Suele haber, detrás de esta actitud, un temor. «Todo el motor de comportamiento es el control: si imponen su idea y consiguen que se lleve a cabo, logran que no haya lugar a la improvisación porque son ellos los que manejan. Tienen miedo a situaciones que no controlan».

La falta de control no se refiere solo a situaciones prácticas; también a opiniones, a visiones del mundo.

Existen cabeza–yunques que atropellan y otros que seducen. «Las habilidades sociales juegan un rol importante. Se puede ser terco, pero si tienes habilidades sociales, persuades, llevas las cosas a tu terreno de manera sibilina», distingue Aznar Briones. En la otra margen están los que «se mueven por la irritabilidad, que es un neuroticismo». Son los de la vena en cuello y los brazos cruzados: «Te cabreas, te sulfuras y no convences, pero te pones tan pesado que al final te dan la razón».

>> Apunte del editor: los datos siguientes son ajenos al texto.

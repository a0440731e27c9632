pub mod record;
pub mod sd_card;
pub mod weather_log;

pub use record::{LOG_HEADER, LogRecord};
pub use weather_log::{LogError, LogStore, WeatherLog};

/// CSV file holding one line per serve cycle (FAT 8.3 name)
pub const LOG_FILE: &str = "WEATHER.CSV";
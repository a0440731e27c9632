//! The station's single HTML page and its HTTP framing
//!
//! Every request gets the same answer, so there is no routing: the request
//! is read only far enough to clear it off the socket.

use alloc::string::String;
use core::fmt::Write;

use crate::sensors::SensorReading;

/// Status line and headers sent ahead of every page.
pub const RESPONSE_HEAD: &str =
    "HTTP/1.1 200 OK\r\nContent-Type: text/html\r\nConnection: close\r\n\r\n";

/// Upper bound on request bytes read before responding.
pub const REQUEST_BUFFER_SIZE: usize = 1024;

const STYLE: &str = "body { background: #1d2b3a; color: white; text-align: center; \
font-family: Arial, sans-serif; margin: 0; padding: 40px 0; } \
h1 { font-size: 48px; border: 2px solid white; padding: 20px; display: inline-block; \
background: rgba(0, 0, 0, 0.5); border-radius: 10px; } \
.container { display: grid; gap: 20px; max-width: 800px; margin: auto; } \
.row { display: flex; justify-content: space-around; gap: 20px; } \
.box { border: 2px solid white; padding: 20px; background: rgba(0, 0, 0, 0.5); \
border-radius: 10px; flex: 1; min-width: 200px; } \
.box h2 { font-size: 24px; margin-bottom: 10px; } .box p { font-size: 20px; margin: 0; }";

/// Renders the station page for one reading and rainfall total.
///
/// Temperature, humidity and rainfall are shown to two decimals; pressure is
/// shown as the sensor reported it.
pub fn render_page(reading: &SensorReading, rainfall_mm: f32, refresh_secs: u32) -> String {
    let mut html = String::with_capacity(2048);
    // Writing into a String cannot fail
    let _ = write!(
        html,
        "<!DOCTYPE html>\n<html>\n<head>\n<title>Weather Station</title>\n\
         <meta http-equiv=\"refresh\" content=\"{refresh_secs}\">\n\
         <style>{STYLE}</style>\n</head>\n<body>\n<h1>WEATHER STATION</h1>\n\
         <div class=\"container\">\n<div class=\"row\">\n\
         <div class=\"box\"><h2>Temperature</h2><p>{temperature:.2} &deg;C</p></div>\n\
         <div class=\"box\"><h2>Humidity</h2><p>{humidity:.2} %</p></div>\n\
         </div>\n<div class=\"row\">\n\
         <div class=\"box\"><h2>Pressure</h2><p>{pressure} </p></div>\n\
         <div class=\"box\"><h2>Rainfall</h2><p>{rainfall_mm:.2} mm</p></div>\n\
         </div>\n</div>\n</body>\n</html>\n",
        temperature = reading.temperature_celsius,
        humidity = reading.humidity_percent,
        pressure = reading.pressure,
    );
    html
}

/// Returns how many leading bytes of `buf` make up a complete header block,
/// if the blank line ending it has arrived.
pub fn header_end(buf: &[u8]) -> Option<usize> {
    buf.windows(4)
        .position(|window| window == b"\r\n\r\n")
        .map(|start| start + 4)
}
//! Sequential HTTP serving loop
//!
//! Each serve cycle walks the same path:
//!
//! ```text
//! WAIT_CONNECTION -> ACCEPT -> SAMPLE -> AGGREGATE_RAIN -> LOG -> RENDER -> RESPOND -> CLOSE
//! ```
//!
//! One connection is handled at a time. A failure anywhere between accept and
//! respond closes the connection and the loop goes back to waiting; a failed
//! log write is reported but the page is still sent. Sensors are sampled before
//! the rain gauge is drained, so a cycle that dies on a sensor error leaves its
//! pulses for the next one.

use core::fmt::Debug;

use embassy_sync::blocking_mutex::raw::RawMutex;
use embedded_hal_async::delay::DelayNs;
use log::{debug, error, info, warn};
use thiserror_no_std::Error;

use crate::config::StationConfig;
use crate::http::{REQUEST_BUFFER_SIZE, RESPONSE_HEAD, header_end, render_page};
use crate::rain::RainfallAggregator;
use crate::sensors::{Sensor, SensorError, SensorReading};
use crate::storage::{LogRecord, LogStore, WeatherLog};
use crate::time::Clock;

/// Pause after a failed accept so a persistent socket fault cannot starve
/// the gauge task.
const ACCEPT_RETRY_MS: u32 = 100;

/// An accepted client connection.
pub trait Connection {
    type Error: Debug;

    /// Reads into `buf`, returning 0 once the peer has finished sending.
    fn read(&mut self, buf: &mut [u8]) -> impl Future<Output = Result<usize, Self::Error>>;

    fn write_all(&mut self, buf: &[u8]) -> impl Future<Output = Result<(), Self::Error>>;

    /// Flushes what can be flushed and releases the connection.
    fn close(&mut self) -> impl Future<Output = ()>;
}

/// Something that hands out one client connection at a time.
pub trait Listener {
    type Error: Debug;
    type Connection<'a>: Connection
    where
        Self: 'a;

    /// Blocks until a client connects.
    fn accept(&mut self) -> impl Future<Output = Result<Self::Connection<'_>, Self::Error>>;
}

#[derive(Error, Debug, Clone, Copy, PartialEq, Eq)]
pub enum ServeError {
    #[error("failed to accept connection")]
    Accept,
    #[error("failed to read request")]
    Request,
    #[error("sensor read failed: {0}")]
    Sensor(SensorError),
    #[error("failed to write response")]
    Respond,
}

/// Everything a serve cycle touches apart from the listener.
pub struct Station<'a, S, St, C, M: RawMutex> {
    sensors: S,
    rain: RainfallAggregator<'a, M>,
    log: WeatherLog<St>,
    clock: C,
    refresh_secs: u32,
}

impl<'a, S, St, C, M> Station<'a, S, St, C, M>
where
    S: Sensor<Readings = SensorReading>,
    St: LogStore,
    C: Clock,
    M: RawMutex,
{
    pub fn new(
        sensors: S,
        rain: RainfallAggregator<'a, M>,
        log: WeatherLog<St>,
        clock: C,
        refresh_secs: u32,
    ) -> Self {
        Self {
            sensors,
            rain,
            log,
            clock,
            refresh_secs,
        }
    }

    pub fn rainfall_mm(&self) -> f32 {
        self.rain.total_mm()
    }

    #[cfg(test)]
    pub(crate) fn log(&self) -> &WeatherLog<St> {
        &self.log
    }

    /// Serves one accepted connection, stopping at the first failing stage.
    async fn respond<Conn: Connection>(&mut self, conn: &mut Conn) -> Result<(), ServeError> {
        discard_request(conn).await?;

        let reading = self.sensors.read().await.map_err(|e| {
            error!("Sensor read failed: {}", e);
            ServeError::Sensor(e)
        })?;
        let rainfall_mm = self.rain.tick();

        let record = LogRecord::new(self.clock.now(), &reading, rainfall_mm);
        if let Err(e) = self.log.append(&record) {
            warn!("Error writing to CSV file: {}", e);
        }

        let page = render_page(&reading, rainfall_mm, self.refresh_secs);
        conn.write_all(RESPONSE_HEAD.as_bytes())
            .await
            .map_err(|e| {
                error!("Failed to write response head: {:?}", e);
                ServeError::Respond
            })?;
        conn.write_all(page.as_bytes()).await.map_err(|e| {
            error!("Failed to write page: {:?}", e);
            ServeError::Respond
        })?;

        Ok(())
    }
}

/// Reads the request until the header block ends, the buffer fills, or the
/// peer stops sending. The contents are never looked at.
async fn discard_request<Conn: Connection>(conn: &mut Conn) -> Result<usize, ServeError> {
    let mut buf = [0u8; REQUEST_BUFFER_SIZE];
    let mut filled = 0;

    while filled < buf.len() {
        let n = conn.read(&mut buf[filled..]).await.map_err(|e| {
            error!("Failed to read request: {:?}", e);
            ServeError::Request
        })?;
        if n == 0 {
            break;
        }
        filled += n;
        if header_end(&buf[..filled]).is_some() {
            break;
        }
    }

    debug!("Discarded {} request bytes", filled);
    Ok(filled)
}

/// The request/response/logging loop.
pub struct ServingLoop<'a, L, S, St, C, M: RawMutex> {
    listener: L,
    station: Station<'a, S, St, C, M>,
    serve_interval_ms: u32,
}

impl<'a, L, S, St, C, M> ServingLoop<'a, L, S, St, C, M>
where
    L: Listener,
    S: Sensor<Readings = SensorReading>,
    St: LogStore,
    C: Clock,
    M: RawMutex,
{
    pub fn new(listener: L, station: Station<'a, S, St, C, M>, config: &StationConfig) -> Self {
        Self {
            listener,
            station,
            serve_interval_ms: config.serve_interval_ms,
        }
    }

    #[cfg(test)]
    pub(crate) fn station(&self) -> &Station<'a, S, St, C, M> {
        &self.station
    }

    /// Runs one serve cycle: accept, respond, close.
    ///
    /// The connection is closed whether or not the response made it out.
    pub async fn serve_once(&mut self) -> Result<(), ServeError> {
        let mut conn = self.listener.accept().await.map_err(|e| {
            warn!("Accept failed: {:?}", e);
            ServeError::Accept
        })?;

        let result = self.station.respond(&mut conn).await;
        conn.close().await;
        result
    }

    /// Serves pages forever.
    ///
    /// Sleeps `serve_interval_ms` after every page that went out. Failed cycles
    /// are logged and the loop goes straight back to waiting for a connection.
    pub async fn run<D: DelayNs>(&mut self, delay: &mut D) -> ! {
        if let Err(e) = self.station.log.ensure_header() {
            warn!("Weather log unavailable at startup: {}", e);
        }

        loop {
            let result = self.serve_once().await;
            match &result {
                Ok(()) => info!("Served page, rainfall {:.2} mm", self.station.rainfall_mm()),
                Err(ServeError::Accept) => {}
                Err(e) => warn!("Connection closed due to error: {}", e),
            }
            if let Some(ms) = pause_after(&result, self.serve_interval_ms) {
                delay.delay_ms(ms).await;
            }
        }
    }
}

/// How long to wait before the next accept, given how a cycle ended.
fn pause_after(result: &Result<(), ServeError>, serve_interval_ms: u32) -> Option<u32> {
    match result {
        Ok(()) => Some(serve_interval_ms),
        Err(ServeError::Accept) => Some(ACCEPT_RETRY_MS),
        Err(_) => None,
    }
}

Personas tercas y cabezonas
MANIPULANDO AL JEFE
La obstinación monolítica en un amigo es un coñazo; en un compañero de trabajo o un superior, es un problema.

De tu amigo puedes reírte, aprender a esquivar ciertos temas, e incluso esquivarlo a él. Pero en el entorno laboral, a veces, uno debe defender su posición (por ejemplo, cuando se buscan responsabilidades de un error) a riesgo de sufrir algunas consecuencias adversas.

«A nivel laboral, enfrentarse directamente con este tipo de personas e intentar convencerlas, no es nada útil ni práctico. Y menos si hablamos de un superior. Además, hay quienes disfrutan el conflicto y se sienten cómodos en él. Enfrentarlos sería como darles de comer», advierte la psicóloga.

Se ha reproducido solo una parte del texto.